Industry may have started losing hope that the United Progressive Alliance (UPA) government would be able to implement the Goods and Services Tax (GST) soon, as it requires a constitutional amendment, but Prime Minister Manmohan Singh is taking personal interest in the matter and talking to chief ministers to build a consensus, especially with opposition-ruled states.
The push by the prime minister for an early implementation of the GST was palpable when he met Bihar chief minister Nitish Kumar and his deputy Sushil Modi on Friday to discuss the power situation in the state. Soon after the meeting, Singh called Modi for an exclusive discussion on the GST and asked him to try and build a consensus on the issue. Singh told Modi to take personal interest in building a consensus on the GST and urged him to speak to all Opposition-ruled states, specifically to states in which the Bharatiya Janata Party (BJP) was in power.
The UPA is aware of the fact that without the BJPs help, a constitutional amendment would be difficult to achieve. Modi is scheduled to meet finance minister Pranab Mukherjee on April 17. While Modi may ask the finance minister to reconsider his decision to stop compensation to states for the revenue loss due to a cut in the Central Sales Tax (CST) rates, Mukherjee is likely to urge the chairman of the empowered committee of state finance ministers to bring states on board for early implementation of the GST.
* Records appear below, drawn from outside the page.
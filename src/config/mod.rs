//! Configuration layer: typed settings with layered precedence (file → env → CLI).

use std::{net::SocketAddr, num::NonZeroU32, path::PathBuf, str::FromStr, time::Duration};

use clap::Parser;
use config::{Config, Environment, File};
use serde::Deserialize;
use thiserror::Error;
use tracing::level_filters::LevelFilter;

use crate::application::search::SearchMode;
use crate::cache::CacheBackend;

mod cli;

pub use cli::{
    CachePurgeArgs, CliArgs, Command, DatabaseOverride, MigrateArgs, ServeArgs, ServeOverrides,
};

const DEFAULT_CONFIG_BASENAME: &str = "config/default";
const LOCAL_CONFIG_BASENAME: &str = "tenderscope";
const DEFAULT_HOST: &str = "127.0.0.1";
const DEFAULT_PORT: u16 = 3000;
const DEFAULT_GRACEFUL_SHUTDOWN_SECS: u64 = 30;
const DEFAULT_DB_MAX_CONNECTIONS: u32 = 10;
const DEFAULT_CACHE_CONNECT_TIMEOUT_MS: u64 = 2_000;
const DEFAULT_CACHE_OPERATION_TIMEOUT_MS: u64 = 1_000;
const DEFAULT_CACHE_RETRY_BACKOFF_MS: u64 = 5_000;
const DEFAULT_CACHE_MEMORY_CAPACITY: u64 = 10_000;
const DEFAULT_MONITOR_SAMPLE_SIZE: u64 = 500;
const DEFAULT_MONITOR_LOG_INTERVAL_SECS: u64 = 60;

/// Fully-resolved deployment settings after precedence resolution and validation.
#[derive(Debug, Clone)]
pub struct Settings {
    pub server: ServerSettings,
    pub logging: LoggingSettings,
    pub database: DatabaseSettings,
    pub cache: CacheSettings,
    pub search: SearchSettings,
    pub monitoring: MonitoringSettings,
    pub cors: CorsSettings,
    pub environment: DeploymentEnvironment,
}

#[derive(Debug, Clone)]
pub struct ServerSettings {
    pub addr: SocketAddr,
    pub graceful_shutdown: Duration,
}

#[derive(Debug, Clone)]
pub struct LoggingSettings {
    pub level: LevelFilter,
    pub format: LogFormat,
}

#[derive(Debug, Clone, Copy)]
pub enum LogFormat {
    Json,
    Compact,
}

#[derive(Debug, Clone)]
pub struct DatabaseSettings {
    pub url: Option<String>,
    pub max_connections: NonZeroU32,
}
//! Cache-aware read paths for the tender API.
//!
//! Every operation follows the same pipeline: derive the key, consult the
//! cache unless bypassed, load from the repository on a miss, write the
//! envelope back and feed the monitor.

use std::{
    future::Future,
    sync::Arc,
    time::{Duration, Instant},
};

use serde::{Serialize, de::DeserializeOwned};
use thiserror::Error;
use time::OffsetDateTime;
use tracing::{debug, warn};

use crate::application::filters::TenderQuery;
use crate::application::pagination::{PageRequest, PaginationMeta};
use crate::application::repos::{RepoError, TenderPage, TendersRepo, query_cost};
use crate::application::response::ApiResponse;
use crate::application::search::{
    SUGGESTION_LIMIT, SearchMode, TenderPredicate, suggestion_predicate,
};
use crate::cache::{
    CacheLookup, CacheResource, CacheWarmer, NEGATIVE_TTL, ResponseCache, WarmTask, keys,
};
use crate::domain::entities::{
    AuthorityRecord, TenderDetail, TenderRecord, TenderStats, TenderSuggestion,
};
use crate::domain::error::DomainError;
use crate::domain::types::TenderCode;
use crate::infra::monitoring::{Monitor, MonitorSnapshot};

/// Route names used as monitor and metric labels.
pub mod routes {
    pub const TENDERS: &str = "api.tenders";
    pub const TENDER: &str = "api.tender";
    pub const STATS: &str = "api.stats";
    pub const AUTHORITIES: &str = "api.lpse";
    pub const SUGGESTIONS: &str = "api.tenders.search";
}

const RECENT_TENDERS: u32 = 5;

pub type TenderList = ApiResponse<Vec<TenderRecord>>;

#[derive(Debug, Clone, Copy, PartialEq, Eq)]
pub enum CacheStatus {
    Hit,
    Miss,
    Bypass,
}

impl CacheStatus {
    pub fn as_str(self) -> &'static str {
        match self {
            CacheStatus::Hit => "HIT",
            CacheStatus::Miss => "MISS",
            CacheStatus::Bypass => "BYPASS",
        }
    }
}

/// A response body plus how it was produced.
#[derive(Debug, Clone)]
pub struct Served<T> {
    pub body: T,
    pub cache: CacheStatus,
    pub key: String,
    pub elapsed: Duration,
}

impl<T> Served<T> {
    fn map<U>(self, f: impl FnOnce(T) -> U) -> Served<U> {
        Served {
            body: f(self.body),
            cache: self.cache,
            key: self.key,
            elapsed: self.elapsed,
        }
    }
}

#[derive(Debug, Error)]
pub enum ServiceError {
    #[error("invalid tender code: {0}")]
    InvalidCode(#[from] DomainError),
    #[error("tender not found")]
    NotFound {
        cache: CacheStatus,
        key: String,
        elapsed: Duration,
    },
    #[error(transparent)]
    Repo(#[from] RepoError),
}

struct CachePlan {
    route: &'static str,
    key: String,
    ttl: Duration,
    /// Cache confirmed-empty loads as the null sentinel for this long.
    negative_ttl: Option<Duration>,
    bypass: bool,
    cost: u64,
}

#[derive(Clone)]
pub struct TenderService {
    repo: Arc<dyn TendersRepo>,
    cache: ResponseCache,
    warmer: Arc<CacheWarmer>,
    monitor: Arc<Monitor>,
    search_mode: SearchMode,
}

impl TenderService {
    pub fn new(
        repo: Arc<dyn TendersRepo>,
        cache: ResponseCache,
        warmer: Arc<CacheWarmer>,
        monitor: Arc<Monitor>,
        search_mode: SearchMode,
    ) -> Self {
        Self {
            repo,
            cache,
            warmer,
            monitor,
            search_mode,
        }
    }

    pub fn monitor(&self) -> &Arc<Monitor> {
        &self.monitor
    }

    pub fn cache(&self) -> &ResponseCache {
        &self.cache
    }

    pub async fn list_tenders(
        &self,
        query: &TenderQuery,
        bypass: bool,
    ) -> Result<Served<TenderList>, ServiceError> {
        let plan = CachePlan {
            route: routes::TENDERS,
            key: keys::list_key(query),
            ttl: CacheResource::TenderList.ttl(),
            negative_ttl: None,
            bypass,
            cost: query_cost::LIST_TENDERS,
        };
        // Resolved once so the count and the page share the same predicate.
        let predicate = TenderPredicate::resolve(&query.filters, self.search_mode);
        let page = query.page;
        let repo = Arc::clone(&self.repo);

        let served = self
            .serve_cached(plan, || async move {
                let rows = repo.list_tenders(&predicate, page).await?;
                Ok::<_, ServiceError>(Some(list_envelope(rows, page)))
            })
            .await?;
        let served = required(served);

        debug!(
            target = "tenderscope::tenders",
            route = routes::TENDERS,
            cache = served.cache.as_str(),
            elapsed_ms = served.elapsed.as_secs_f64() * 1_000.0,
            items = served.body.data.as_ref().map_or(0, Vec::len),
            total = served.body.pagination.map_or(0, |meta| meta.total),
            "tenders listed"
        );
        Ok(served)
    }

    pub async fn tender_detail(
        &self,
        raw_code: &str,
        bypass: bool,
    ) -> Result<Served<ApiResponse<TenderDetail>>, ServiceError> {
        let code = match TenderCode::parse(raw_code) {
            Ok(code) => code,
            Err(err) => {
                self.monitor.record_error(routes::TENDER);
                return Err(err.into());
            }
        };

        let plan = CachePlan {
            route: routes::TENDER,
            key: keys::detail_key(&code),
            ttl: CacheResource::TenderDetail.ttl(),
            negative_ttl: Some(NEGATIVE_TTL),
            bypass,
            cost: query_cost::FIND_TENDER,
        };
        let repo = Arc::clone(&self.repo);

        let served = self
            .serve_cached(plan, || async move {
                let detail = repo.find_tender(&code).await?;
                Ok::<_, ServiceError>(detail.map(ApiResponse::ok))
            })
            .await?;

        debug!(
            target = "tenderscope::tenders",
            route = routes::TENDER,
            cache = served.cache.as_str(),
            elapsed_ms = served.elapsed.as_secs_f64() * 1_000.0,
            found = served.body.is_some(),
            "tender detail served"
        );

        match served.body {
            Some(body) => Ok(Served {
                body,
                cache: served.cache,
                key: served.key,
                elapsed: served.elapsed,
            }),
            None => Err(ServiceError::NotFound {
                cache: served.cache,
                key: served.key,
                elapsed: served.elapsed,
            }),
        }
    }

    /// Aggregate statistics. A fresh load also warms the landing page and the
    /// authority directory in the background.
    pub async fn stats(
        &self,
        bypass: bool,
    ) -> Result<Served<ApiResponse<TenderStats>>, ServiceError> {
        let plan = CachePlan {
            route: routes::STATS,
            key: keys::stats_key(),
            ttl: CacheResource::Stats.ttl(),
            negative_ttl: None,
            bypass,
            cost: query_cost::TENDER_STATS,
        };
        let repo = Arc::clone(&self.repo);

        let served = self
            .serve_cached(plan, || async move {
                let stats = repo.tender_stats(RECENT_TENDERS).await?;
                Ok::<_, ServiceError>(Some(ApiResponse::ok(stats)))
            })
            .await?;
        let served = required(served);

        if served.cache != CacheStatus::Hit {
            self.warm_landing_pages();
        }

        debug!(
            target = "tenderscope::tenders",
            route = routes::STATS,
            cache = served.cache.as_str(),
            elapsed_ms = served.elapsed.as_secs_f64() * 1_000.0,
            "stats served"
        );
        Ok(served)
    }

    pub async fn authorities(
        &self,
        bypass: bool,
    ) -> Result<Served<ApiResponse<Vec<AuthorityRecord>>>, ServiceError> {
        let plan = CachePlan {
            route: routes::AUTHORITIES,
            key: keys::authority_list_key(),
            ttl: CacheResource::AuthorityList.ttl(),
            negative_ttl: None,
            bypass,
            cost: query_cost::LIST_AUTHORITIES,
        };
        let repo = Arc::clone(&self.repo);

        let served = self
            .serve_cached(plan, || async move {
                let authorities = repo.list_authorities().await?;
                Ok::<_, ServiceError>(Some(ApiResponse::ok(authorities)))
            })
            .await?;
        let served = required(served);

        debug!(
            target = "tenderscope::tenders",
            route = routes::AUTHORITIES,
            cache = served.cache.as_str(),
            elapsed_ms = served.elapsed.as_secs_f64() * 1_000.0,
            items = served.body.data.as_ref().map_or(0, Vec::len),
            "authorities listed"
        );
        Ok(served)
    }

    /// Autocomplete lookup. Queries that are too short or carry no usable
    /// token answer an empty list without touching the cache or the store.
    pub async fn suggestions(
        &self,
        query: &str,
        bypass: bool,
    ) -> Result<Served<ApiResponse<Vec<TenderSuggestion>>>, ServiceError> {
        let started = Instant::now();
        let predicate = suggestion_predicate(query);
        let key = keys::suggestions_key(predicate.as_ref());

        let Some(predicate) = predicate else {
            return Ok(Served {
                body: ApiResponse::ok(Vec::new()),
                cache: CacheStatus::Bypass,
                key,
                elapsed: started.elapsed(),
            });
        };

        let plan = CachePlan {
            route: routes::SUGGESTIONS,
            key,
            ttl: CacheResource::Suggestions.ttl(),
            negative_ttl: None,
            bypass,
            cost: query_cost::SUGGEST_TENDERS,
        };
        let repo = Arc::clone(&self.repo);

        let served = self
            .serve_cached(plan, || async move {
                let rows = repo.suggest_tenders(&predicate, SUGGESTION_LIMIT).await?;
                Ok::<_, ServiceError>(Some(ApiResponse::ok(rows)))
            })
            .await?;
        let served = required(served);

        debug!(
            target = "tenderscope::tenders",
            route = routes::SUGGESTIONS,
            cache = served.cache.as_str(),
            elapsed_ms = served.elapsed.as_secs_f64() * 1_000.0,
            items = served.body.data.as_ref().map_or(0, Vec::len),
            "suggestions served"
        );
        Ok(served)
    }

    pub async fn health(&self) -> HealthReport {
        let database = match tokio::try_join!(self.repo.ping(), self.repo.table_counts()) {
            Ok(((), counts)) => DatabaseHealth {
                status: "connected",
                tenders: Some(counts.tenders),
                authorities: Some(counts.authorities),
                error: None,
            },
            Err(err) => {
                warn!(target = "tenderscope::tenders", error = %err, "health probe failed");
                DatabaseHealth {
                    status: "error",
                    tenders: None,
                    authorities: None,
                    error: Some(err.to_string()),
                }
            }
        };

        let healthy = database.error.is_none();
        HealthReport {
            status: if healthy { "healthy" } else { "unhealthy" },
            timestamp: OffsetDateTime::now_utc(),
            database,
            cache: CacheHealth {
                backend: self.cache.store().backend(),
                available: self.cache.is_available().await,
            },
            monitor: self.monitor.snapshot(),
        }
    }

    async fn serve_cached<T, F, Fut>(
        &self,
        plan: CachePlan,
        load: F,
    ) -> Result<Served<Option<T>>, ServiceError>
    where
        T: Serialize + DeserializeOwned + Clone + Send + Sync + 'static,
        F: FnOnce() -> Fut,
        Fut: Future<Output = Result<Option<T>, ServiceError>>,
    {
        let started = Instant::now();
        let result = self.lookup_or_load(&plan, load, started).await;
        if result.is_err() {
            self.monitor.record_error(plan.route);
        }
        self.monitor.log_if_needed(plan.route);
        result
    }

    async fn lookup_or_load<T, F, Fut>(
        &self,
        plan: &CachePlan,
        load: F,
        started: Instant,
    ) -> Result<Served<Option<T>>, ServiceError>
    where
        T: Serialize + DeserializeOwned + Clone + Send + Sync + 'static,
        F: FnOnce() -> Fut,
        Fut: Future<Output = Result<Option<T>, ServiceError>>,
    {
        if !plan.bypass {
            let cached = match self.cache.get_json::<T>(&plan.key).await {
                CacheLookup::Hit(value) => Some(Some(value)),
                CacheLookup::Empty if plan.negative_ttl.is_some() => Some(None),
                CacheLookup::Empty | CacheLookup::Miss => None,
            };
            if let Some(body) = cached {
                self.monitor.record_cache_hit(plan.route);
                return Ok(self.finish(plan, body, CacheStatus::Hit, started));
            }
            self.monitor.record_cache_miss(plan.route);
        }

        let body = load().await?;
        self.monitor.record_db_query(plan.route, plan.cost);

        let ttl = match body {
            Some(_) => Some(plan.ttl),
            None => plan.negative_ttl,
        };
        if let Some(ttl) = ttl {
            self.store_detached(plan.key.clone(), body.clone(), ttl).await;
        }

        let status = if plan.bypass {
            CacheStatus::Bypass
        } else {
            CacheStatus::Miss
        };
        Ok(self.finish(plan, body, status, started))
    }

    fn finish<T>(
        &self,
        plan: &CachePlan,
        body: T,
        cache: CacheStatus,
        started: Instant,
    ) -> Served<T> {
        let elapsed = started.elapsed();
        self.monitor.record_timing(plan.route, elapsed);
        Served {
            body,
            cache,
            key: plan.key.clone(),
            elapsed,
        }
    }

    /// The write runs on its own task so an aborted request cannot cut it short.
    async fn store_detached<T>(&self, key: String, body: Option<T>, ttl: Duration)
    where
        T: Serialize + Send + Sync + 'static,
    {
        let cache = self.cache.clone();
        let write =
            tokio::spawn(async move { cache.set_json(&key, body.as_ref(), ttl).await });
        if let Err(err) = write.await {
            warn!(target = "tenderscope::cache", error = %err, "cache write task failed");
        }
    }

    fn warm_landing_pages(&self) {
        let landing = TenderQuery::default();
        let repo = Arc::clone(&self.repo);
        self.warmer.spawn(WarmTask {
            key: keys::list_key(&landing),
            ttl: CacheResource::TenderList.ttl(),
            fetcher: move || async move {
                let rows = repo
                    .list_tenders(&TenderPredicate::default(), landing.page)
                    .await?;
                Ok::<_, RepoError>(list_envelope(rows, landing.page))
            },
        });

        let repo = Arc::clone(&self.repo);
        self.warmer.spawn(WarmTask {
            key: keys::authority_list_key(),
            ttl: CacheResource::AuthorityList.ttl(),
            fetcher: move || async move {
                let authorities = repo.list_authorities().await?;
                Ok::<_, RepoError>(ApiResponse::ok(authorities))
            },
        });
    }
}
The committee would meet on April 18 to discuss the issue of CST compensation, the Budget proposal to introduce a negative list for taxation of services by the Union government and progress on information technology platform GST-Network, said a finance ministry official.
The meeting would be crucial as states may try to bargain hard with the Centre before moving ahead on the GST rollout. Miffed with the governments decision to discontinue CST compensation and introduce the negative list without taking their concern on board, states have been asking the Centre to increase the CST rate to four per cent or fully compensate these for the losses and keep items already taxed by the states out of the service tax net. CST, a tax on the inter-state movement of goods, was earlier cut to two per cent from four per cent in two phases.
Interestingly, almost two months earlier, finance minister Pranab Mukherjee had told a few chief ministers implementation of the GST would be difficult because major economic policies were initiated in the first or the second year of a government. Since elections to the Lok Sabha are scheduled for 2013-14, the government doesnt want to implement the GST yet, as it would take at least two years to stabilise. Implementing the GST in the last year could have a rattling effect, and this could affect the Congress performance in the Lok Sabha elections in 2014.
Senior members in the Union government said Modi, chairman of the empowered committee on the GST, had assured the prime minister he would talk to all chief ministers and state finance ministers to build a consensus. Modi also told Singh some of the senior ministers of the government were unsure whether the GST should be implemented before the 2014 general elections.
There is also a trust deficit between the Union government and Opposition-ruled states, which suspect the Union government would not compensate these for the losses they are incurring. Since the Centre had only provided Rs 300 crore as the CST component to states in the Budget, the finance ministry has categorically said there would be no compensation for 2011-12 and the Budget for 2012-13 is silent on the CST compensation, many states believe the UPA would not compensate these for the GST as well.